Furthermore, her results show or at least suggest that encounters between different ontologies can result in transformative and potentially ‘transgressive’ learning in terms of disrupting stubborn routines, norms and hegemonic powers which tend to accelerate unsustainablity. This finding connects well with here future work within the ISSC-funded project on T-learning (www.transgressivelearning.org) that I blogged about in the post below this one.

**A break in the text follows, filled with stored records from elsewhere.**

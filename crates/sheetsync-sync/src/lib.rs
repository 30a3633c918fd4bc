//! SheetSync Sync - Debounced export and hash-checked import engine
//!
//! Provides:
//! - Coalescing of local edits into whole-sheet payloads
//! - Debounced batch export with rate-limit backoff
//! - On-demand import with echo suppression
//! - A single coordinator task arbitrating between the two
//!
//! ## Modules
//!
//! - [`coordinator`] - State machine owning timers, ledgers and workers
//! - [`export`] - Export worker (batch write plus per-sheet fallback)
//! - [`import`] - Import worker and report
//! - [`backoff`] - Rate-limit backoff policy
//! - [`ledger`] - Last exported / imported content hashes
//! - [`queue`] - Pending payloads with replace semantics
//! - [`gate`] - "Applying remote data" gate
//! - [`janitor`] - Long-interval aggregation pass

pub mod backoff;
pub mod coordinator;
pub mod export;
pub mod gate;
pub mod import;
pub mod janitor;
pub mod ledger;
pub mod queue;

use sheetsync_core::domain::{DomainError, SheetName};
use sheetsync_core::ports::RemoteError;
use thiserror::Error;

pub use backoff::{BackoffPolicy, BackoffState};
pub use coordinator::{
    CoordinatorSettings, CoordinatorState, EnqueueOutcome, SyncCoordinator, SyncEvent,
};
pub use gate::{ApplyGate, ApplyGuard};
pub use import::ImportReport;
pub use ledger::HashLedger;

/// Errors that can occur during synchronization operations
#[derive(Debug, Error)]
pub enum SyncError {
    /// The coordinator task has shut down
    #[error("Sync coordinator has stopped")]
    Stopped,

    /// The remote store rejected a request
    #[error("Remote store error: {0}")]
    Remote(#[from] RemoteError),

    /// An imported sheet could not be applied to local records
    #[error("Failed to apply sheet {sheet}: {source}")]
    Apply {
        /// Sheet whose grid was rejected
        sheet: SheetName,
        /// Decode or lookup failure
        #[source]
        source: DomainError,
    },
}
//! Configuration module for SheetSync.
//!
//! Provides typed configuration structs that map to the YAML configuration file,
//! with loading, validation, defaults, and a builder pattern for programmatic use.

use std::collections::HashSet;
use std::path::{Path, PathBuf};
use std::time::Duration;

use anyhow::Context;
use serde::{Deserialize, Serialize};

use crate::domain::{DomainError, SheetName};

// ---------------------------------------------------------------------------
// Config struct with sub-sections
// ---------------------------------------------------------------------------

/// Top-level configuration for SheetSync.
#[derive(Debug, Clone, Default, PartialEq, Serialize, Deserialize)]
#[serde(default)]
pub struct Config {
    pub sync: SyncConfig,
    pub backoff: BackoffConfig,
    pub remote: RemoteConfig,
    pub logging: LoggingConfig,
}

/// Synchronization engine settings.
#[derive(Debug, Clone, PartialEq, Serialize, Deserialize)]
#[serde(default)]
pub struct SyncConfig {
    /// Milliseconds to wait after the last local edit before exporting.
    pub debounce_ms: u64,
    /// Seconds between janitor passes that flush anything left pending.
    pub janitor_interval_secs: u64,
    /// Milliseconds before the single retry of a transient export failure.
    pub transient_retry_ms: u64,
    /// Whether `run` imports every configured sheet when it starts.
    pub import_on_startup: bool,
    /// Seconds between periodic imports; `0` disables them.
    pub poll_interval_secs: u64,
    /// Sheets kept in sync.
    pub sheets: Vec<String>,
    /// Whether grids carry a header row.
    pub include_header: bool,
}

/// Rate-limit backoff settings.
#[derive(Debug, Clone, PartialEq, Serialize, Deserialize)]
#[serde(default)]
pub struct BackoffConfig {
    /// First delay after a rate-limit response, in seconds.
    pub initial_secs: u64,
    /// Upper bound for the delay, in seconds.
    pub ceiling_secs: u64,
}

/// Remote spreadsheet service settings.
#[derive(Debug, Clone, PartialEq, Serialize, Deserialize)]
#[serde(default)]
pub struct RemoteConfig {
    /// API root, without the `/v4` suffix.
    pub base_url: String,
    /// Identifier of the shared spreadsheet document.
    pub spreadsheet_id: String,
    /// Bearer token sent with every request. `None` for unauthenticated endpoints.
    pub access_token: Option<String>,
    /// Per-request timeout in seconds.
    pub timeout_secs: u64,
}

/// Logging / tracing settings.
#[derive(Debug, Clone, PartialEq, Serialize, Deserialize)]
#[serde(default)]
pub struct LoggingConfig {
    /// Log level: `trace`, `debug`, `info`, `warn`, or `error`.
    pub level: String,
}

// ---------------------------------------------------------------------------
// Config::load()
// ---------------------------------------------------------------------------

impl Config {
    /// Load configuration from a YAML file at `path`.
    pub fn load(path: &Path) -> anyhow::Result<Self> {
        let content = std::fs::read_to_string(path)
            .with_context(|| format!("Failed to read config file {}", path.display()))?;
        let config: Config = serde_yaml::from_str(&content)
            .with_context(|| format!("Failed to parse config file {}", path.display()))?;
        Ok(config)
    }

    /// Try to load from `path`; fall back to [`Config::default`] on any error.
    pub fn load_or_default(path: &Path) -> Self {
        Self::load(path).unwrap_or_default()
    }

    /// Platform-appropriate default path for the configuration file.
    ///
    /// Typically `$XDG_CONFIG_HOME/sheetsync/config.yaml` on Linux.
    pub fn default_path() -> PathBuf {
        dirs::config_dir()
            .unwrap_or_else(|| PathBuf::from("~/.config"))
            .join("sheetsync")
            .join("config.yaml")
    }
}

// ---------------------------------------------------------------------------
// Config::default()
// ---------------------------------------------------------------------------

impl Default for SyncConfig {
    fn default() -> Self {
        Self {
            debounce_ms: 3_000,
            janitor_interval_secs: 300,
            transient_retry_ms: 5_000,
            import_on_startup: true,
            poll_interval_secs: 0,
            sheets: vec![SheetName::OBJECTS.to_string(), SheetName::STATS.to_string()],
            include_header: true,
        }
    }
}

impl Default for BackoffConfig {
    fn default() -> Self {
        Self {
            initial_secs: 1,
            ceiling_secs: 600,
        }
    }
}

impl Default for RemoteConfig {
    fn default() -> Self {
        Self {
            base_url: "https://sheets.googleapis.com".to_string(),
            spreadsheet_id: String::new(),
            access_token: None,
            timeout_secs: 30,
        }
    }
}

impl Default for LoggingConfig {
    fn default() -> Self {
        Self {
            level: "info".to_string(),
        }
    }
}

// ---------------------------------------------------------------------------
// Typed accessors
// ---------------------------------------------------------------------------

impl SyncConfig {
    pub fn debounce(&self) -> Duration {
        Duration::from_millis(self.debounce_ms)
    }

    pub fn janitor_interval(&self) -> Duration {
        Duration::from_secs(self.janitor_interval_secs)
    }

    pub fn transient_retry(&self) -> Duration {
        Duration::from_millis(self.transient_retry_ms)
    }

    /// Interval between periodic imports, `None` when disabled.
    pub fn poll_interval(&self) -> Option<Duration> {
        (self.poll_interval_secs > 0).then(|| Duration::from_secs(self.poll_interval_secs))
    }

    /// Configured sheets as validated names.
    pub fn sheet_names(&self) -> Result<Vec<SheetName>, DomainError> {
        self.sheets.iter().map(|s| SheetName::new(s.as_str())).collect()
    }
}

impl BackoffConfig {
    pub fn initial(&self) -> Duration {
        Duration::from_secs(self.initial_secs)
    }

    pub fn ceiling(&self) -> Duration {
        Duration::from_secs(self.ceiling_secs)
    }
}

impl RemoteConfig {
    pub fn timeout(&self) -> Duration {
        Duration::from_secs(self.timeout_secs)
    }
}

// ---------------------------------------------------------------------------
// Config::validate()
// ---------------------------------------------------------------------------

/// A single validation error found in the configuration.
#[derive(Debug, Clone, PartialEq, Eq)]
pub struct ValidationError {
    /// Dotted path to the offending field, e.g. `"sync.debounce_ms"`.
    pub field: String,
    /// Human-readable explanation.
    pub message: String,
}

impl std::fmt::Display for ValidationError {
    fn fmt(&self, f: &mut std::fmt::Formatter<'_>) -> std::fmt::Result {
        write!(f, "{}: {}", self.field, self.message)
    }
}

/// Valid values for `logging.level`.
const VALID_LOG_LEVELS: &[&str] = &["trace", "debug", "info", "warn", "error"];

impl Config {
    /// Validate the configuration and return all errors found.
    ///
    /// An empty vector means the configuration is valid.
    pub fn validate(&self) -> Vec<ValidationError> {
        let mut errors = Vec::new();

        // --- sync ---
        if self.sync.debounce_ms == 0 {
            errors.push(ValidationError {
                field: "sync.debounce_ms".into(),
                message: "must be greater than 0".into(),
            });
        }
        if self.sync.janitor_interval_secs == 0 {
            errors.push(ValidationError {
                field: "sync.janitor_interval_secs".into(),
                message: "must be greater than 0".into(),
            });
        }
        if self.sync.transient_retry_ms == 0 {
            errors.push(ValidationError {
                field: "sync.transient_retry_ms".into(),
                message: "must be greater than 0".into(),
            });
        }
        if self.sync.sheets.is_empty() {
            errors.push(ValidationError {
                field: "sync.sheets".into(),
                message: "at least one sheet must be configured".into(),
            });
        }
        let mut seen = HashSet::new();
        for name in &self.sync.sheets {
            if let Err(e) = SheetName::new(name.as_str()) {
                errors.push(ValidationError {
                    field: "sync.sheets".into(),
                    message: e.to_string(),
                });
            } else if !seen.insert(name.as_str()) {
                errors.push(ValidationError {
                    field: "sync.sheets".into(),
                    message: format!("duplicate sheet '{name}'"),
                });
            }
        }

        // --- backoff ---
        if self.backoff.initial_secs == 0 {
            errors.push(ValidationError {
                field: "backoff.initial_secs".into(),
                message: "must be greater than 0".into(),
            });
        }
        if self.backoff.ceiling_secs < self.backoff.initial_secs {
            errors.push(ValidationError {
                field: "backoff.ceiling_secs".into(),
                message: format!(
                    "ceiling_secs ({}) must not be below initial_secs ({})",
                    self.backoff.ceiling_secs, self.backoff.initial_secs
                ),
            });
        }

        // --- remote ---
        if !self.remote.base_url.starts_with("http://")
            && !self.remote.base_url.starts_with("https://")
        {
            errors.push(ValidationError {
                field: "remote.base_url".into(),
                message: format!("not an http(s) URL: '{}'", self.remote.base_url),
            });
        }
        if self.remote.timeout_secs == 0 {
            errors.push(ValidationError {
                field: "remote.timeout_secs".into(),
                message: "must be greater than 0".into(),
            });
        }

        // --- logging ---
        if !VALID_LOG_LEVELS.contains(&self.logging.level.as_str()) {
            errors.push(ValidationError {
                field: "logging.level".into(),
                message: format!(
                    "invalid level '{}'; valid options: {}",
                    self.logging.level,
                    VALID_LOG_LEVELS.join(", ")
                ),
            });
        }

        errors
    }
}

// ---------------------------------------------------------------------------
// ConfigBuilder
// ---------------------------------------------------------------------------

/// Builder for constructing a [`Config`] programmatically.
///
/// Starts from [`Config::default`] and allows selective overrides.
///
/// # Example
///
/// ```rust,no_run
/// use sheetsync_core::config::ConfigBuilder;
///
/// let config = ConfigBuilder::new()
///     .sync_debounce_ms(500)
///     .remote_spreadsheet_id("1AbC")
///     .logging_level("debug")
///     .build();
/// ```
#[derive(Debug, Clone)]
pub struct ConfigBuilder {
    config: Config,
}

impl ConfigBuilder {
    /// Create a new builder initialised with [`Config::default`] values.
    pub fn new() -> Self {
        Self {
            config: Config::default(),
        }
    }

    // --- sync ---

    pub fn sync_debounce_ms(mut self, ms: u64) -> Self {
        self.config.sync.debounce_ms = ms;
        self
    }

    pub fn sync_janitor_interval_secs(mut self, seconds: u64) -> Self {
        self.config.sync.janitor_interval_secs = seconds;
        self
    }

    pub fn sync_transient_retry_ms(mut self, ms: u64) -> Self {
        self.config.sync.transient_retry_ms = ms;
        self
    }

    pub fn sync_import_on_startup(mut self, enabled: bool) -> Self {
        self.config.sync.import_on_startup = enabled;
        self
    }

    pub fn sync_poll_interval_secs(mut self, seconds: u64) -> Self {
        self.config.sync.poll_interval_secs = seconds;
        self
    }

    pub fn sync_sheets<I, S>(mut self, sheets: I) -> Self
    where
        I: IntoIterator<Item = S>,
        S: Into<String>,
    {
        self.config.sync.sheets = sheets.into_iter().map(Into::into).collect();
        self
    }

    pub fn sync_include_header(mut self, include: bool) -> Self {
        self.config.sync.include_header = include;
        self
    }

    // --- backoff ---

    pub fn backoff_initial_secs(mut self, seconds: u64) -> Self {
        self.config.backoff.initial_secs = seconds;
        self
    }

    pub fn backoff_ceiling_secs(mut self, seconds: u64) -> Self {
        self.config.backoff.ceiling_secs = seconds;
        self
    }

    // --- remote ---

    pub fn remote_base_url(mut self, url: impl Into<String>) -> Self {
        self.config.remote.base_url = url.into();
        self
    }

    pub fn remote_spreadsheet_id(mut self, id: impl Into<String>) -> Self {
        self.config.remote.spreadsheet_id = id.into();
        self
    }

    pub fn remote_access_token(mut self, token: impl Into<String>) -> Self {
        self.config.remote.access_token = Some(token.into());
        self
    }

    pub fn remote_timeout_secs(mut self, seconds: u64) -> Self {
        self.config.remote.timeout_secs = seconds;
        self
    }

    // --- logging ---

    pub fn logging_level(mut self, level: impl Into<String>) -> Self {
        self.config.logging.level = level.into();
        self
    }

    /// Consume the builder and return the final [`Config`].
    pub fn build(self) -> Config {
        self.config
    }
}

impl Default for ConfigBuilder {
    fn default() -> Self {
        Self::new()
    }
}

Afterwards there was a WASS seminar Symposium “Disruptive Networks of Change: Can ‘Transgressive’ learning alter the status quo?” where some critical follow-up questions were asked such as: What types of learning are needed to disrupt ingrained unsustainable behaviour? And how can learning-based change be upscaled? With invited speakers from the fields of environmental education and social learning, and building on the ISSC funded T-learning project which addresses issues of transformative/transgressive learning, we will set out to explore these questions, and possible paths towards more sustainable futures. Martha Chaves first presented here work briefly (presentation-for-defense-22-nov-2016), followed by responding presentations by Prof. Heila Lotz-Sisitka of Rhodes University in South Africa (issc-tkn-seminar-wageningenn) and by Prof. Danny Wildemeersch (paper-presentation-maynooth) of the University of Leuven in Belgium.